What is expected:
Only lines with the string "verbosity" should be returned from the data below.

Supplied records:
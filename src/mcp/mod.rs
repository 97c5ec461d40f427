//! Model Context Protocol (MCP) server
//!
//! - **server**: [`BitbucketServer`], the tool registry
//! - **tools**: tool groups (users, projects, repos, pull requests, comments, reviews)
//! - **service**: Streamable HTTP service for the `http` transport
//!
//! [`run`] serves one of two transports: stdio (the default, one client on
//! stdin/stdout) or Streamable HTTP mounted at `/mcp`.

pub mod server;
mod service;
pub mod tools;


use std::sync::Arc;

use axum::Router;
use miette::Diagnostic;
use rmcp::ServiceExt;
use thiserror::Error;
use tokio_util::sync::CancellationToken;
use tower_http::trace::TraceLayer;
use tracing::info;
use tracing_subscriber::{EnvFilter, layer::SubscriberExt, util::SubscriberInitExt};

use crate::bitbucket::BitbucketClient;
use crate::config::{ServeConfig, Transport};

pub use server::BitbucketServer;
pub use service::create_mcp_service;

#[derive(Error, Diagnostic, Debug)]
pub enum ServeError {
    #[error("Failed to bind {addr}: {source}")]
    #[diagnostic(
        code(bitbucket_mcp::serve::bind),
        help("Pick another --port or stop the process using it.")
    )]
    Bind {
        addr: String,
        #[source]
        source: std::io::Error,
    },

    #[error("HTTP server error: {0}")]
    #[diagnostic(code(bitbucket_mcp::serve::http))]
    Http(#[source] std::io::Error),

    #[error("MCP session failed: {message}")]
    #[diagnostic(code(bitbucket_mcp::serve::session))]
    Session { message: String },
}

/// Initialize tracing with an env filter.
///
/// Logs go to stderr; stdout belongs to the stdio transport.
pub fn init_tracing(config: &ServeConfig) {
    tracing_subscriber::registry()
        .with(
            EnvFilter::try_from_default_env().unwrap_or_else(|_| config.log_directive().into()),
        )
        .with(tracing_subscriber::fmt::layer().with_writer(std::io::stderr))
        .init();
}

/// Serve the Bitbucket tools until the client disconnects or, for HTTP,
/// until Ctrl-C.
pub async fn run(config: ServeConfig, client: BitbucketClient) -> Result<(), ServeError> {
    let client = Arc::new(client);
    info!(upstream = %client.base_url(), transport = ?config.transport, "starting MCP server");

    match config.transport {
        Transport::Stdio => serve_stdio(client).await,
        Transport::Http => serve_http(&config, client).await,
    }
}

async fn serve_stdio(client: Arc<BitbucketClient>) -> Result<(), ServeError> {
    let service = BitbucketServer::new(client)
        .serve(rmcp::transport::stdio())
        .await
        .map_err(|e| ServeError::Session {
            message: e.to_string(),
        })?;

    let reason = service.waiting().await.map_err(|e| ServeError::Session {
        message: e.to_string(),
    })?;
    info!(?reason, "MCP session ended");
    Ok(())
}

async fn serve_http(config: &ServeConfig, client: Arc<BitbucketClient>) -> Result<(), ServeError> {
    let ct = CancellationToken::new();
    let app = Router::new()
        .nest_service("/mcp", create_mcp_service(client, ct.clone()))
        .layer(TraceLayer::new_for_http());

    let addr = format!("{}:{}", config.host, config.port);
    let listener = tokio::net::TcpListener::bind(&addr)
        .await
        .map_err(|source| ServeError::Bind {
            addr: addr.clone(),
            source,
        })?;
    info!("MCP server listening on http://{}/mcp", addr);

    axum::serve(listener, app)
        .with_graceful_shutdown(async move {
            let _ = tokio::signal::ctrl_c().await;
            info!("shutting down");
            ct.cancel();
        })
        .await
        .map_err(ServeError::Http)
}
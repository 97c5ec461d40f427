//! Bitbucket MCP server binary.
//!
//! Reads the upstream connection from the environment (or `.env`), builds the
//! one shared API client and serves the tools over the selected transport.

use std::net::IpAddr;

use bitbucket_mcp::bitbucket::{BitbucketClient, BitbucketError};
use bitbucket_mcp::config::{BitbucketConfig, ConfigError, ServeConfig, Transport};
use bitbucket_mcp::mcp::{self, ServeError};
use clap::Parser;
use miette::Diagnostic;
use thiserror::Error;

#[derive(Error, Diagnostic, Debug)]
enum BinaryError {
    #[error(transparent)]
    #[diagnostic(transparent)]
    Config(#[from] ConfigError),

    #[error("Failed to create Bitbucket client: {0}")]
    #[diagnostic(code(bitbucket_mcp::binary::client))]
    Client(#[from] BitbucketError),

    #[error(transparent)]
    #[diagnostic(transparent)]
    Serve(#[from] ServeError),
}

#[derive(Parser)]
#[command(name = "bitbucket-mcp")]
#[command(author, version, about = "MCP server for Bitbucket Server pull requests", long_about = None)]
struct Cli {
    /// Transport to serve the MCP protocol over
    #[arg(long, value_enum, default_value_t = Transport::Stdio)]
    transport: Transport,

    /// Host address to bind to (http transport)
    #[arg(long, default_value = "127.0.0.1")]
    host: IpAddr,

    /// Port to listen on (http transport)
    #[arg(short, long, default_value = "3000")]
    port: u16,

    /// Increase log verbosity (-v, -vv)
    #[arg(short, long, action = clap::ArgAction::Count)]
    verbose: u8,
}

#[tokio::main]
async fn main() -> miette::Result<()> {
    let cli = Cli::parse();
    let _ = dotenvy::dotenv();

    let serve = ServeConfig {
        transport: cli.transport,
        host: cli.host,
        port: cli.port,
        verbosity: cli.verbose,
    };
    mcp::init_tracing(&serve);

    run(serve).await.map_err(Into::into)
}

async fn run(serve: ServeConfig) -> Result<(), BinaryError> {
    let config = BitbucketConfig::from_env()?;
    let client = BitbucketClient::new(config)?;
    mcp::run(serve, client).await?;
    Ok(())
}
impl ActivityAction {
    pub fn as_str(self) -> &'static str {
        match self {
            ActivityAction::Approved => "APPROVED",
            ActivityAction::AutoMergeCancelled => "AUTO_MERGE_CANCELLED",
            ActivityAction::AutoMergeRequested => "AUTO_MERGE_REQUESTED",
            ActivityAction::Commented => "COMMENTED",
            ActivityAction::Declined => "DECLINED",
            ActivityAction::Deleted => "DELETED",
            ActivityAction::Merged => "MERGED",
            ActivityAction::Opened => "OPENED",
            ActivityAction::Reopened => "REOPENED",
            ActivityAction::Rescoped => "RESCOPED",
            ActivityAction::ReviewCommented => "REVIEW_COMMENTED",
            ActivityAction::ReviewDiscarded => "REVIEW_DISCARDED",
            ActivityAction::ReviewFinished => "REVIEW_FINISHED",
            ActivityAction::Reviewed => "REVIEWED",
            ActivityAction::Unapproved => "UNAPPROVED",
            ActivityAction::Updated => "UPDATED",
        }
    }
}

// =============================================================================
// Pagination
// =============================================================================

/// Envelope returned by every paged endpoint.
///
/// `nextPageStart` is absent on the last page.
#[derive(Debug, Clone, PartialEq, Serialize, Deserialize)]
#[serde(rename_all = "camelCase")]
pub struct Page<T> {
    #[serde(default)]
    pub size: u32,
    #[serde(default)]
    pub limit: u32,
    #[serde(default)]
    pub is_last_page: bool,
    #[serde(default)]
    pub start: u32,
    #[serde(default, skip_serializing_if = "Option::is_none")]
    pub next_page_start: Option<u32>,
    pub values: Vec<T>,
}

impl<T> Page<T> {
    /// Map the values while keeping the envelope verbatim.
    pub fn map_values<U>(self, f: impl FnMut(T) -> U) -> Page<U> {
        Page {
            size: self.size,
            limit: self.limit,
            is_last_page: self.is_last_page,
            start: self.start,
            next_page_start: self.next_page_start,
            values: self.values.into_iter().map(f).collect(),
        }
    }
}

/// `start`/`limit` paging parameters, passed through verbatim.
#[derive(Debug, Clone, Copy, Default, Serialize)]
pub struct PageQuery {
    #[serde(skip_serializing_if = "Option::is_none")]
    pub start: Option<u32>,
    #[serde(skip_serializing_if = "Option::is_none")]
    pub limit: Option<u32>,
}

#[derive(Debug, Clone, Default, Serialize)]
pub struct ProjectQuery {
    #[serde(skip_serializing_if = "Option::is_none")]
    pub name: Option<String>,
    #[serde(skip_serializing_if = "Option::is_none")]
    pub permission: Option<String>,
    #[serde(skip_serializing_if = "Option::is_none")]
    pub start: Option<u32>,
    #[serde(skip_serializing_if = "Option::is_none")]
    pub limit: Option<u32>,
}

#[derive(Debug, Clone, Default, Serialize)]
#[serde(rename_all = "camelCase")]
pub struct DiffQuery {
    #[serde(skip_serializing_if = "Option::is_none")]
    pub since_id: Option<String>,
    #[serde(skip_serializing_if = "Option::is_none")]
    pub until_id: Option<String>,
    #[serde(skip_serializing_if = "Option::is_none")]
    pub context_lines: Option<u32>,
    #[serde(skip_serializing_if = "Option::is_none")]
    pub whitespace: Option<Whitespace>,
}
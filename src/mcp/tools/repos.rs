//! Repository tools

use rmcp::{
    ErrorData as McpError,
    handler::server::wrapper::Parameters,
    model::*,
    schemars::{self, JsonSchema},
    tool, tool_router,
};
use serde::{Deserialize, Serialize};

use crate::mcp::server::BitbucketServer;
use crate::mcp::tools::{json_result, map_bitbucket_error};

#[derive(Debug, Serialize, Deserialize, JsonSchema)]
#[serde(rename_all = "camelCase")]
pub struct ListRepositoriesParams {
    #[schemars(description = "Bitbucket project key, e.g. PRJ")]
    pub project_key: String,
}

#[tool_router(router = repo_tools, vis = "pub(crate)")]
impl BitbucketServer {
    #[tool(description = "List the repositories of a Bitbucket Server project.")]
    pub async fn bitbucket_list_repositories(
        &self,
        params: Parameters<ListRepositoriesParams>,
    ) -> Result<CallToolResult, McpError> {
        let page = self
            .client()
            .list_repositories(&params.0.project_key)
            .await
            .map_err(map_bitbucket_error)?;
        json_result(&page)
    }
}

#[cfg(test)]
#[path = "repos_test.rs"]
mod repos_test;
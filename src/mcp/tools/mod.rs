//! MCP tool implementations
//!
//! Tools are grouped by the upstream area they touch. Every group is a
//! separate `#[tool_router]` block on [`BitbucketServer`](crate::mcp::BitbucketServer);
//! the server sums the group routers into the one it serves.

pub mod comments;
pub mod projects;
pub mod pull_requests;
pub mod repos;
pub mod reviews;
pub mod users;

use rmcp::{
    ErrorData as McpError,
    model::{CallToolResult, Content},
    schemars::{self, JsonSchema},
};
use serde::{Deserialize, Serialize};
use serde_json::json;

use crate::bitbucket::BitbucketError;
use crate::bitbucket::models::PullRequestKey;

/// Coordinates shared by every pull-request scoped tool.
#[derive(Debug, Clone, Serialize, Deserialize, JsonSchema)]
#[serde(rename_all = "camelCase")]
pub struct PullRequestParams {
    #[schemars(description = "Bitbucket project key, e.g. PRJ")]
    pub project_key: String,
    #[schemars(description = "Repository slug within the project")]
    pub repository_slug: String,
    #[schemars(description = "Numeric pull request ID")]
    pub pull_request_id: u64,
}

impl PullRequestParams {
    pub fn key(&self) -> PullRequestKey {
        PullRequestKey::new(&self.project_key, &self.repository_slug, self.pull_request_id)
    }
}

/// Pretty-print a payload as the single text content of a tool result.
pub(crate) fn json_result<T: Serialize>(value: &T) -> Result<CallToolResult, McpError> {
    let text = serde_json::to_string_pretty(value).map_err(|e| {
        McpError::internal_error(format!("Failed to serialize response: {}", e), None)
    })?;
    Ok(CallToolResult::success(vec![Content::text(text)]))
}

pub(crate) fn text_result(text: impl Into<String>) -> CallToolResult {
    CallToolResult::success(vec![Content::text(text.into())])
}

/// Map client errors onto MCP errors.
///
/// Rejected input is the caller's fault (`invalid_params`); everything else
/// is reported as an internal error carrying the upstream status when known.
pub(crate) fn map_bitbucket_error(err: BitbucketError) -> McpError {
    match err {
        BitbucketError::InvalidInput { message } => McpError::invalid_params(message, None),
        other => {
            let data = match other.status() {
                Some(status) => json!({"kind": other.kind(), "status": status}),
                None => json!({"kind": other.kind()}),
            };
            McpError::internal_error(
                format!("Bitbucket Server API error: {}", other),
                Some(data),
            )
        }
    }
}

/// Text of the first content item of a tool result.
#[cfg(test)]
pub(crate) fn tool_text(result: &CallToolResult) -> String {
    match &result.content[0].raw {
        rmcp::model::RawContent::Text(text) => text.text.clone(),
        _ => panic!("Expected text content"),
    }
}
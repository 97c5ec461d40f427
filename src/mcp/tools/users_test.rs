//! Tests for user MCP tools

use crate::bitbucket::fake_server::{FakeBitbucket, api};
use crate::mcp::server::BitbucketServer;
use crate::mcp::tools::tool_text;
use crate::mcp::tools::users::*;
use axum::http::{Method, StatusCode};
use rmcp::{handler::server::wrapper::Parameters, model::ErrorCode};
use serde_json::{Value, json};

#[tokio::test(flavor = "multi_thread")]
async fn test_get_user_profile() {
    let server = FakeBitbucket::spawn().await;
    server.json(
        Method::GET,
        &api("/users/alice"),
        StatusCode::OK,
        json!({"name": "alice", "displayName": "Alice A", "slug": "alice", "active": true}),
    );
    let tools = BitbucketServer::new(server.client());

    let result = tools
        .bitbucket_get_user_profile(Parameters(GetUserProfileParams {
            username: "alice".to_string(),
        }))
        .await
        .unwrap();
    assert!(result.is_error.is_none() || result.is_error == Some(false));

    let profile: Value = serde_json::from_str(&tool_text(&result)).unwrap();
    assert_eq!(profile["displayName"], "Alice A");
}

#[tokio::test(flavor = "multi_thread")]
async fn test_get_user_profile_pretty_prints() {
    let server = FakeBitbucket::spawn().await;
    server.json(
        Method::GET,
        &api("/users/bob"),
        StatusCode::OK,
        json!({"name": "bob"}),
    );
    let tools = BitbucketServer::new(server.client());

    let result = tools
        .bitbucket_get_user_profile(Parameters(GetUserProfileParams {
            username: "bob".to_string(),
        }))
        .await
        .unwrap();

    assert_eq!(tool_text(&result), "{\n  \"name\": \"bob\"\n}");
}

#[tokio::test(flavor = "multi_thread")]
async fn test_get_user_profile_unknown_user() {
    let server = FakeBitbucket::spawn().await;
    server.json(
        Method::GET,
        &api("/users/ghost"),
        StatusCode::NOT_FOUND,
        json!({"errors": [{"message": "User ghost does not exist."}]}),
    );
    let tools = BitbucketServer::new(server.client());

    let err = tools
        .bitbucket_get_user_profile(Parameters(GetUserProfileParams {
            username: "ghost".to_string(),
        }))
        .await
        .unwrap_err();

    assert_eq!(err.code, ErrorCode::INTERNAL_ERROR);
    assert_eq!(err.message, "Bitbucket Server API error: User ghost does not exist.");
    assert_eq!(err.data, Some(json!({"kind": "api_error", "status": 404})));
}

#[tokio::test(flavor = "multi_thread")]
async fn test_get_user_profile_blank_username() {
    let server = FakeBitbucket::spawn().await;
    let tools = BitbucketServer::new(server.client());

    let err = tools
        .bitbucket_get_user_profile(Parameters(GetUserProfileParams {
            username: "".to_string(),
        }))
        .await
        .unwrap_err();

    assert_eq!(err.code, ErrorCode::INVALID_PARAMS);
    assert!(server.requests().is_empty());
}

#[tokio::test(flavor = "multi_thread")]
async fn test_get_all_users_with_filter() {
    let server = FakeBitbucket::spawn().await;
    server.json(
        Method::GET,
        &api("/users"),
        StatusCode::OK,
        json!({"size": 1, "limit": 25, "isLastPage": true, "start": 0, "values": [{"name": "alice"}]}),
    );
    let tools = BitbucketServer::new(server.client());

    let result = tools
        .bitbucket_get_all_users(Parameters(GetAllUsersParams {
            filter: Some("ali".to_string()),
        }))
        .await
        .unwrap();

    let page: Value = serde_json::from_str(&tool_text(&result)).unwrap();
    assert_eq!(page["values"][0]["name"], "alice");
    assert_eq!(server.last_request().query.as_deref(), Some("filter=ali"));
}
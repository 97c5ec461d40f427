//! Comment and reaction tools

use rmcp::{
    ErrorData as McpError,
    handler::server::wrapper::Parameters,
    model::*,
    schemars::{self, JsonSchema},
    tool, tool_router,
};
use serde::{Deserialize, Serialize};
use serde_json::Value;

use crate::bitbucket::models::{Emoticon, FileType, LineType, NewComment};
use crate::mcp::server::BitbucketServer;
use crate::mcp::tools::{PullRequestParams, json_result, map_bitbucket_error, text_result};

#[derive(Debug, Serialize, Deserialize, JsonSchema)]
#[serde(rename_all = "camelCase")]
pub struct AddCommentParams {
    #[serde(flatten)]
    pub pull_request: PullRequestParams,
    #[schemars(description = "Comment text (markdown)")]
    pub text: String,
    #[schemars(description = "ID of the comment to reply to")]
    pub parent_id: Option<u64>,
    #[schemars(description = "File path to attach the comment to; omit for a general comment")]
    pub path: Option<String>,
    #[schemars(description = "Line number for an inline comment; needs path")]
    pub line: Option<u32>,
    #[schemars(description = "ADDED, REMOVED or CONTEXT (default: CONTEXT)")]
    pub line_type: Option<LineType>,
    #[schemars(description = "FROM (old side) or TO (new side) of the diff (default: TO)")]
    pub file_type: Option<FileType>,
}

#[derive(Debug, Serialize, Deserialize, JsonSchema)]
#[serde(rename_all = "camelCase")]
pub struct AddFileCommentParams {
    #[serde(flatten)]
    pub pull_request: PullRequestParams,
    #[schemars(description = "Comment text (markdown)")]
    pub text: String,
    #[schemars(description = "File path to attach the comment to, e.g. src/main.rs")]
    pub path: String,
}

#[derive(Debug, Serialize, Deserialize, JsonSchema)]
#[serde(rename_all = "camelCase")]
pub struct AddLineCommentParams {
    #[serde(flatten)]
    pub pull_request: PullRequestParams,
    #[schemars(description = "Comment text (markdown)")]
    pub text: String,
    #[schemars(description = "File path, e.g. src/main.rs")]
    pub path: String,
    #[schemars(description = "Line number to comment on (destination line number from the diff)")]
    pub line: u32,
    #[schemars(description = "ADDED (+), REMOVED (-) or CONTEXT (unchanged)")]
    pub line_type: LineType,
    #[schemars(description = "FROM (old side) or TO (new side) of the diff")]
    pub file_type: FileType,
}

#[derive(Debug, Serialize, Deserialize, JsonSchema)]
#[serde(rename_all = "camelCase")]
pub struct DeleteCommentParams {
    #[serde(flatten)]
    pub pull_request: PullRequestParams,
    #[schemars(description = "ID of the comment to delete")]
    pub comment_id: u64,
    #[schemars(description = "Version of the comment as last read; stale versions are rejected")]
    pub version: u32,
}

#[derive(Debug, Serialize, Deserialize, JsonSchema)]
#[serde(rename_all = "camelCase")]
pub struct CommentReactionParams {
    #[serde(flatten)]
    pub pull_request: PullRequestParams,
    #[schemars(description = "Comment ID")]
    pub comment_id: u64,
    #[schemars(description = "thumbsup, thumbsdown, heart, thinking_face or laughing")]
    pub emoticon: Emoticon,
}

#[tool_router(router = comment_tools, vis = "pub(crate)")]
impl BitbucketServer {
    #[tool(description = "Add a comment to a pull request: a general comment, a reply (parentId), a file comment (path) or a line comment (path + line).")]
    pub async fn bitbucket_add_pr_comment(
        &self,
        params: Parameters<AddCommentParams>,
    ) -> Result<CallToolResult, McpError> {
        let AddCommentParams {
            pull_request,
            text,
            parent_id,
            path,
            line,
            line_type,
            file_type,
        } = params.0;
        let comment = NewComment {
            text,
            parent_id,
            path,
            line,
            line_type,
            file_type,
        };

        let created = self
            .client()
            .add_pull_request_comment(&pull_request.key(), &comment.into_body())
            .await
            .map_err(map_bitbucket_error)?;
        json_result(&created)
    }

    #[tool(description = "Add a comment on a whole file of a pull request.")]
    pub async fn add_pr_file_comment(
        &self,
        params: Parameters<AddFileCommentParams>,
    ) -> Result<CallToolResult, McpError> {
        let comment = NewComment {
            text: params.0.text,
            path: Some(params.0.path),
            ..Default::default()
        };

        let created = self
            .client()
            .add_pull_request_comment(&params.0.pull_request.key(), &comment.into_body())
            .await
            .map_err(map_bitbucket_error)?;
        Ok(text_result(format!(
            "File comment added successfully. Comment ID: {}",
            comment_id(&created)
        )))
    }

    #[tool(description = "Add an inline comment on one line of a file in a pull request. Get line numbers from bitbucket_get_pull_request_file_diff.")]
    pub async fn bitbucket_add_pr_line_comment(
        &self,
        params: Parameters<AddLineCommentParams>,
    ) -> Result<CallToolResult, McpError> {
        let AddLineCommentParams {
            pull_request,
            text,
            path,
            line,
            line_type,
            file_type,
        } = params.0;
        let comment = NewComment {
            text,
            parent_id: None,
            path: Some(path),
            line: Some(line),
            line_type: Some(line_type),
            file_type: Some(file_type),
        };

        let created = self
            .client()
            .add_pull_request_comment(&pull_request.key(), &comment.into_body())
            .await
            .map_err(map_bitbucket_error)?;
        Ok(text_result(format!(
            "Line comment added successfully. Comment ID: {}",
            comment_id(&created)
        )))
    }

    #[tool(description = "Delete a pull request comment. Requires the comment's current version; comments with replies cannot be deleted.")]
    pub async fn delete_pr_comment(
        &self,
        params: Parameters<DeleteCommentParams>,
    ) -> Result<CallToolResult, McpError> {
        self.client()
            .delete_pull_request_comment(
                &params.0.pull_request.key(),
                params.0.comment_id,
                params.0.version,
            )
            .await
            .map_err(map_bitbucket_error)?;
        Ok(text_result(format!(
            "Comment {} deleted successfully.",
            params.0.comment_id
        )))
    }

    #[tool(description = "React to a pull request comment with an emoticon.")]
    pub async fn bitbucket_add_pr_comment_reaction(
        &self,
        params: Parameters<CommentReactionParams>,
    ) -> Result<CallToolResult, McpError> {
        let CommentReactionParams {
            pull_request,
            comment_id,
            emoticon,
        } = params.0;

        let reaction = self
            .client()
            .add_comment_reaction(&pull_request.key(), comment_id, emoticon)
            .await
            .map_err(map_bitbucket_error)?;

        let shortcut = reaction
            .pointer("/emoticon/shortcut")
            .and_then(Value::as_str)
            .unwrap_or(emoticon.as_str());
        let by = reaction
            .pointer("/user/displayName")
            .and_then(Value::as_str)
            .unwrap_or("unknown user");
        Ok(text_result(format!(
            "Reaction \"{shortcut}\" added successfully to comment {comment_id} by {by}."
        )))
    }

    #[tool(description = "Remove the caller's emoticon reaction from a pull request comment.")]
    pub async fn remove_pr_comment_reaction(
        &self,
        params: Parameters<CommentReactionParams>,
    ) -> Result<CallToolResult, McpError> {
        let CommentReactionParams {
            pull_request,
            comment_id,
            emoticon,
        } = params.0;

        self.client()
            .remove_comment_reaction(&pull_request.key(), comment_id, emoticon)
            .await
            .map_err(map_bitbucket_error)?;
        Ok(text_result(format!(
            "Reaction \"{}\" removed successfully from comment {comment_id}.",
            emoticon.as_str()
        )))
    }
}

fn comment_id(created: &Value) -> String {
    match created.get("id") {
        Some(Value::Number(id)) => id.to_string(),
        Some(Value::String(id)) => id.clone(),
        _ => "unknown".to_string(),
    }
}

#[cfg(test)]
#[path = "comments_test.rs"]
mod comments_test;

Written answer:
    /// Increase log verbosity (-v, -vv)
        verbosity: cli.verbose,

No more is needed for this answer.